//! Cryptographic key pairs and signatures.
//!
//! Supports:
//! - ED25519: Fast signing, certificates carry a batch of signatures
//! - BLS12-381: Signature aggregation, certificates carry one signature

use serde::{Deserialize, Serialize};
use std::fmt;

/// Supported key types.
#[derive(Debug, Clone, Copy, PartialEq, Eq, Serialize, Deserialize)]
#[serde(rename_all = "snake_case")]
pub enum KeyType {
    /// ED25519 - Fast, widely supported.
    Ed25519,
    /// BLS12-381 - Supports signature aggregation.
    Bls12381,
}

/// A cryptographic key pair for signing.
#[derive(Clone)]
pub enum KeyPair {
    /// ED25519 key pair.
    Ed25519(ed25519_dalek::SigningKey),
    /// BLS12-381 key pair.
    Bls12381(blst::min_pk::SecretKey),
}

impl KeyPair {
    /// Generate a new random Ed25519 keypair.
    pub fn generate_ed25519() -> Self {
        let mut csprng = rand::rngs::OsRng;
        let signing_key = ed25519_dalek::SigningKey::generate(&mut csprng);
        KeyPair::Ed25519(signing_key)
    }

    /// Generate a new random BLS12-381 keypair.
    pub fn generate_bls() -> Result<Self, KeyError> {
        let mut ikm = [0u8; 32];
        rand::RngCore::fill_bytes(&mut rand::rngs::OsRng, &mut ikm);
        Self::from_seed(KeyType::Bls12381, &ikm)
    }

    /// Generate a keypair from a seed (for testing/simulation).
    pub fn from_seed(key_type: KeyType, seed: &[u8; 32]) -> Result<Self, KeyError> {
        match key_type {
            KeyType::Ed25519 => Ok(KeyPair::Ed25519(ed25519_dalek::SigningKey::from_bytes(
                seed,
            ))),
            KeyType::Bls12381 => blst::min_pk::SecretKey::key_gen(seed, &[])
                .map(KeyPair::Bls12381)
                .map_err(|_| KeyError::InvalidSeed),
        }
    }

    /// The algorithm behind this key.
    pub fn key_type(&self) -> KeyType {
        match self {
            KeyPair::Ed25519(_) => KeyType::Ed25519,
            KeyPair::Bls12381(_) => KeyType::Bls12381,
        }
    }

    /// Sign a message.
    pub fn sign(&self, message: &[u8]) -> Signature {
        match self {
            KeyPair::Ed25519(signing_key) => {
                use ed25519_dalek::Signer;
                let sig = signing_key.sign(message);
                Signature::Ed25519(sig.to_bytes().to_vec())
            }
            KeyPair::Bls12381(sk) => {
                let sig = sk.sign(message, &[], &[]);
                Signature::Bls12381(sig.to_bytes().to_vec())
            }
        }
    }

    /// Get the public key.
    pub fn public_key(&self) -> PublicKey {
        match self {
            KeyPair::Ed25519(signing_key) => {
                PublicKey::Ed25519(signing_key.verifying_key().to_bytes())
            }
            KeyPair::Bls12381(sk) => PublicKey::Bls12381(sk.sk_to_pk().to_bytes().to_vec()),
        }
    }
}

impl fmt::Debug for KeyPair {
    fn fmt(&self, f: &mut fmt::Formatter<'_>) -> fmt::Result {
        write!(f, "KeyPair({:?})", self.public_key())
    }
}

/// A public key for signature verification.
#[derive(Clone, PartialEq, Eq, PartialOrd, Ord, Hash, Serialize, Deserialize)]
pub enum PublicKey {
    /// ED25519 public key (32 bytes).
    Ed25519([u8; 32]),
    /// BLS12-381 public key (48 bytes compressed).
    Bls12381(Vec<u8>),
}

impl PublicKey {
    /// Verify a signature.
    pub fn verify(&self, message: &[u8], signature: &Signature) -> bool {
        match (self, signature) {
            (PublicKey::Ed25519(pk_bytes), Signature::Ed25519(sig_bytes)) => {
                use ed25519_dalek::Verifier;
                let pk = match ed25519_dalek::VerifyingKey::from_bytes(pk_bytes) {
                    Ok(pk) => pk,
                    Err(_) => return false,
                };
                let sig_array: [u8; 64] = match sig_bytes.as_slice().try_into() {
                    Ok(arr) => arr,
                    Err(_) => return false,
                };
                let sig = ed25519_dalek::Signature::from_bytes(&sig_array);
                pk.verify(message, &sig).is_ok()
            }
            (PublicKey::Bls12381(pk_bytes), Signature::Bls12381(sig_bytes)) => {
                let pk = match blst::min_pk::PublicKey::from_bytes(pk_bytes) {
                    Ok(pk) => pk,
                    Err(_) => return false,
                };
                let sig = match blst::min_pk::Signature::from_bytes(sig_bytes) {
                    Ok(sig) => sig,
                    Err(_) => return false,
                };
                sig.verify(true, message, &[], &[], &pk, true) == blst::BLST_ERROR::BLST_SUCCESS
            }
            _ => false, // Mismatched types
        }
    }

    /// Aggregate multiple BLS public keys.
    pub fn aggregate_bls(pubkeys: &[PublicKey]) -> Result<Self, AggregateError> {
        if pubkeys.is_empty() {
            return Err(AggregateError::Empty);
        }

        let bls_pks: Vec<_> = pubkeys
            .iter()
            .filter_map(|pk| match pk {
                PublicKey::Bls12381(bytes) => blst::min_pk::PublicKey::from_bytes(bytes).ok(),
                _ => None,
            })
            .collect();

        if bls_pks.len() != pubkeys.len() {
            return Err(AggregateError::MixedTypes);
        }

        let refs: Vec<&blst::min_pk::PublicKey> = bls_pks.iter().collect();
        let agg = blst::min_pk::AggregatePublicKey::aggregate(&refs, false)
            .map_err(|_| AggregateError::AggregationFailed)?;

        Ok(PublicKey::Bls12381(agg.to_public_key().to_bytes().to_vec()))
    }
}

impl fmt::Debug for PublicKey {
    fn fmt(&self, f: &mut fmt::Formatter<'_>) -> fmt::Result {
        match self {
            PublicKey::Ed25519(bytes) => {
                let hex = hex::encode(bytes);
                write!(f, "PublicKey::Ed25519({}..)", &hex[..16])
            }
            PublicKey::Bls12381(bytes) => {
                let hex = hex::encode(bytes);
                let head = hex.get(..8).unwrap_or(&hex);
                let tail = hex.get(hex.len().saturating_sub(8)..).unwrap_or(&hex);
                write!(f, "PublicKey::Bls12381({head}..{tail})")
            }
        }
    }
}

/// A cryptographic signature.
#[derive(Clone, PartialEq, Eq, Serialize, Deserialize)]
pub enum Signature {
    /// ED25519 signature (64 bytes).
    Ed25519(Vec<u8>),
    /// BLS12-381 signature (96 bytes compressed).
    Bls12381(Vec<u8>),
}

impl Signature {
    /// Create a zero/placeholder signature (genesis and unsigned fixtures).
    pub fn zero() -> Self {
        Signature::Ed25519(vec![0u8; 64])
    }

    /// Get signature as byte slice.
    pub fn as_bytes(&self) -> &[u8] {
        match self {
            Signature::Ed25519(bytes) => bytes.as_slice(),
            Signature::Bls12381(bytes) => bytes.as_slice(),
        }
    }

    /// Aggregate multiple BLS signatures.
    pub fn aggregate_bls(signatures: &[Signature]) -> Result<Self, AggregateError> {
        if signatures.is_empty() {
            return Err(AggregateError::Empty);
        }

        let bls_sigs: Vec<_> = signatures
            .iter()
            .filter_map(|s| match s {
                Signature::Bls12381(bytes) => blst::min_pk::Signature::from_bytes(bytes).ok(),
                _ => None,
            })
            .collect();

        if bls_sigs.len() != signatures.len() {
            return Err(AggregateError::MixedTypes);
        }

        let refs: Vec<&blst::min_pk::Signature> = bls_sigs.iter().collect();
        let agg = blst::min_pk::AggregateSignature::aggregate(&refs, true)
            .map_err(|_| AggregateError::AggregationFailed)?;

        Ok(Signature::Bls12381(agg.to_signature().to_bytes().to_vec()))
    }
}

impl fmt::Debug for Signature {
    fn fmt(&self, f: &mut fmt::Formatter<'_>) -> fmt::Result {
        let (name, bytes) = match self {
            Signature::Ed25519(bytes) => ("Ed25519", bytes),
            Signature::Bls12381(bytes) => ("Bls12381", bytes),
        };
        let hex = hex::encode(bytes);
        write!(f, "Signature::{}({}..)", name, hex.get(..16).unwrap_or(&hex))
    }
}

/// The signature carried by a certificate.
///
/// BLS signatures over one message collapse into a single aggregate. Ed25519
/// signatures cannot be aggregated, so they travel as a batch ordered like the
/// certificate's signer list.
#[derive(Debug, Clone, PartialEq, Eq, Serialize, Deserialize)]
pub enum AggregateSignature {
    /// No signers (genesis certificate).
    Empty,
    /// One BLS signature aggregated from every signer.
    Bls(Signature),
    /// Individual signatures, one per signer.
    Batch(Vec<Signature>),
}

impl AggregateSignature {
    /// Combine signatures produced over the same message.
    pub fn aggregate(signatures: &[Signature]) -> Result<Self, AggregateError> {
        let Some(first) = signatures.first() else {
            return Err(AggregateError::Empty);
        };

        match first {
            Signature::Bls12381(_) => Signature::aggregate_bls(signatures).map(Self::Bls),
            Signature::Ed25519(_) => {
                if signatures
                    .iter()
                    .all(|s| matches!(s, Signature::Ed25519(_)))
                {
                    Ok(Self::Batch(signatures.to_vec()))
                } else {
                    Err(AggregateError::MixedTypes)
                }
            }
        }
    }

    /// Verify against the public keys of the signers, in signer order.
    pub fn verify(&self, message: &[u8], pubkeys: &[PublicKey]) -> bool {
        match self {
            AggregateSignature::Empty => pubkeys.is_empty(),
            AggregateSignature::Bls(signature) => match PublicKey::aggregate_bls(pubkeys) {
                Ok(aggregate_key) => aggregate_key.verify(message, signature),
                Err(_) => false,
            },
            AggregateSignature::Batch(signatures) => {
                signatures.len() == pubkeys.len()
                    && signatures
                        .iter()
                        .zip(pubkeys)
                        .all(|(signature, pk)| pk.verify(message, signature))
            }
        }
    }

    /// Number of component signatures (1 for an aggregated BLS signature).
    pub fn len(&self) -> usize {
        match self {
            AggregateSignature::Empty => 0,
            AggregateSignature::Bls(_) => 1,
            AggregateSignature::Batch(signatures) => signatures.len(),
        }
    }

    /// True for the genesis (signer-less) form.
    pub fn is_empty(&self) -> bool {
        matches!(self, AggregateSignature::Empty)
    }
}

/// Errors that can occur during aggregation.
#[derive(Debug, Clone, PartialEq, Eq, thiserror::Error)]
pub enum AggregateError {
    /// Empty list provided.
    #[error("Cannot aggregate empty list")]
    Empty,

    /// Mixed key/signature types.
    #[error("Cannot aggregate mixed types (ED25519 and BLS)")]
    MixedTypes,

    /// Aggregation operation failed.
    #[error("Aggregation failed")]
    AggregationFailed,
}

/// Errors from key construction.
#[derive(Debug, Clone, PartialEq, Eq, thiserror::Error)]
pub enum KeyError {
    /// The seed was rejected by the key derivation.
    #[error("Seed cannot derive a key")]
    InvalidSeed,
}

**WORK TO COMPLETE**
Everything from the first line above up to and including the line that contains "BLS12-381 key pair." should be printed exactly; please print only that.

**FINISHED TASK**
//! Cryptographic key pairs and signatures.
//!
//! Supports:
//! - ED25519: Fast signing, certificates carry a batch of signatures
//! - BLS12-381: Signature aggregation, certificates carry one signature

use serde::{Deserialize, Serialize};
use std::fmt;

/// Supported key types.
#[derive(Debug, Clone, Copy, PartialEq, Eq, Serialize, Deserialize)]
#[serde(rename_all = "snake_case")]
pub enum KeyType {
    /// ED25519 - Fast, widely supported.
    Ed25519,
    /// BLS12-381 - Supports signature aggregation.
    Bls12381,
}

/// A cryptographic key pair for signing.
#[derive(Clone)]
pub enum KeyPair {
    /// ED25519 key pair.
    Ed25519(ed25519_dalek::SigningKey),
    /// BLS12-381 key pair.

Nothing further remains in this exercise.